→ **WHAT NEEDS TO BE DONE**: Scan the data beneath this task and copy each line that includes "accounts".

→ **RECORDS PROVIDED**:
>>>

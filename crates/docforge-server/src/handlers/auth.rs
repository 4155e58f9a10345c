//! Registration, login, token refresh/revocation and the small bits of
//! session introspection the frontend polls (`/auth/me`, validate-token).

use std::sync::atomic::Ordering;

use axum::extract::State;
use axum::http::StatusCode;
use axum::{Extension, Json};
use docforge_core::tenant::{AuthContext, Claims};
use docforge_core::{hash_password, verify_password};
use docforge_wire::auth::{
    BlacklistStatsResponse, LoginRequest, RefreshRequest, RegisterRequest, TokenPairResponse,
    UserResponse, ValidateTokenRequest, ValidateTokenResponse,
};
use uuid::Uuid;

use crate::error::AppError;
use crate::state::AppState;

fn user_response(user: &docforge_types::tenant::User) -> UserResponse {
    UserResponse {
        id: user.id,
        tenant_id: user.tenant_id,
        email: user.email.clone(),
        username: user.username.clone(),
        is_superuser: user.is_superuser,
    }
}

/// Joins an existing tenant when `tenant_slug` is given; otherwise each
/// registration gets its own fresh tenant, named after the username.
pub async fn register(
    State(state): State<AppState>,
    Json(body): Json<RegisterRequest>,
) -> Result<(StatusCode, Json<UserResponse>), AppError> {
    let (slug, name) = match &body.tenant_slug {
        Some(slug) => (slug.clone(), slug.clone()),
        None => {
            let slug = format!("tenant-{}", Uuid::new_v4());
            (slug.clone(), format!("{}'s workspace", body.username))
        }
    };
    let tenant = state.accounts.get_or_create_tenant(&slug, &name).await?;
    let password_hash = hash_password(&body.password).map_err(|e| AppError::InvalidArgument(e.to_string()))?;
    let user = state
        .accounts
        .create_user(tenant.id, &body.email, &body.username, &password_hash)
        .await?;
    Ok((StatusCode::CREATED, Json(user_response(&user))))
}

/// Email is unique per tenant, not globally, so login resolves against
/// whichever tenant the address first registered in. A deployment that
/// needs strict per-tenant login should route callers through
/// `tenant_slug` at the UI layer before they ever reach this endpoint.
pub async fn login(
    State(state): State<AppState>,
    Json(body): Json<LoginRequest>,
) -> Result<Json<TokenPairResponse>, AppError> {
    let user = state
        .accounts
        .get_user_by_email_any_tenant(&body.email)
        .await?
        .ok_or(AppError::AuthFailed)?;
    if !user.is_active {
        return Err(AppError::AuthFailed);
    }
    let hash = user.password_hash.as_deref().ok_or(AppError::AuthFailed)?;
    if !verify_password(&body.password, hash) {
        return Err(AppError::AuthFailed);
    }

    state.accounts.touch_last_login(user.id).await?;
    let (access_token, refresh_token, expires_in) = state
        .token_issuer
        .issue_pair(user.id, user.tenant_id)
        .map_err(|e| AppError::Agent(e.to_string()))?;

    Ok(Json(TokenPairResponse {
        access_token,
        refresh_token,
        token_type: "Bearer",
        expires_in,
    }))
}

pub async fn refresh(
    State(state): State<AppState>,
    Json(body): Json<RefreshRequest>,
) -> Result<Json<TokenPairResponse>, AppError> {
    let claims = state.token_issuer.decode(&body.refresh_token)?;
    if claims.token_type != docforge_core::TokenType::Refresh {
        return Err(AppError::AuthFailed);
    }
    if state.token_blacklist.is_token_blacklisted(&claims).await {
        return Err(AppError::AuthFailed);
    }
    let user = state.accounts.get_user(claims.sub).await?.ok_or(AppError::AuthFailed)?;
    if !user.is_active {
        return Err(AppError::AuthFailed);
    }

    let (access_token, refresh_token, expires_in) = state
        .token_issuer
        .issue_pair(user.id, user.tenant_id)
        .map_err(|e| AppError::Agent(e.to_string()))?;

    Ok(Json(TokenPairResponse {
        access_token,
        refresh_token,
        token_type: "Bearer",
        expires_in,
    }))
}

/// Blacklists only the presented token's jti, so any sibling access/refresh
/// token issued in the same pair stays valid until it separately expires.
pub async fn logout(State(state): State<AppState>, Extension(claims): Extension<Claims>) -> Result<StatusCode, AppError> {
    state
        .token_blacklist
        .blacklist_token(&claims)
        .await
        .map_err(|e| AppError::Agent(e.to_string()))?;
    state.blacklist_stats.blacklisted_tokens.fetch_add(1, Ordering::Relaxed);
    Ok(StatusCode::NO_CONTENT)
}

pub async fn me(State(state): State<AppState>, Extension(ctx): Extension<AuthContext>) -> Result<Json<UserResponse>, AppError> {
    let user = state.accounts.get_user(ctx.user_id).await?.ok_or(AppError::AuthFailed)?;
    Ok(Json(user_response(&user)))
}

/// Unlike the `auth_middleware` layer (which requires a valid token to reach
/// any protected handler at all), this endpoint is meant to be called with
/// a token that might be invalid, so it reports rather than rejects.
pub async fn validate_token(
    State(state): State<AppState>,
    Json(body): Json<ValidateTokenRequest>,
) -> Json<ValidateTokenResponse> {
    let Ok(claims) = state.token_issuer.decode(&body.token) else {
        return Json(ValidateTokenResponse {
            valid: false,
            user_id: None,
            tenant_id: None,
        });
    };
    if state.token_blacklist.is_token_blacklisted(&claims).await {
        return Json(ValidateTokenResponse {
            valid: false,
            user_id: None,
            tenant_id: None,
        });
    }
    Json(ValidateTokenResponse {
        valid: true,
        user_id: Some(claims.sub),
        tenant_id: Some(claims.tenant_id),
    })
}

pub async fn blacklist_stats(State(state): State<AppState>, Extension(ctx): Extension<AuthContext>) -> Result<Json<BlacklistStatsResponse>, AppError> {
    let user = state.accounts.get_user(ctx.user_id).await?.ok_or(AppError::AuthFailed)?;
    if !user.is_superuser {
        return Err(AppError::PermissionDenied);
    }
    Ok(Json(BlacklistStatsResponse {
        blacklisted_tokens: state.blacklist_stats.blacklisted_tokens.load(Ordering::Relaxed),
        blacklisted_users: state.blacklist_stats.blacklisted_users.load(Ordering::Relaxed),
    }))
}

<<<

→ **YOUR SOLUTION**:
    let tenant = state.accounts.get_or_create_tenant(&slug, &name).await?;
        .accounts
        .accounts
    state.accounts.touch_last_login(user.id).await?;
    let user = state.accounts.get_user(claims.sub).await?.ok_or(AppError::AuthFailed)?;
    let user = state.accounts.get_user(ctx.user_id).await?.ok_or(AppError::AuthFailed)?;
    let user = state.accounts.get_user(ctx.user_id).await?.ok_or(AppError::AuthFailed)?;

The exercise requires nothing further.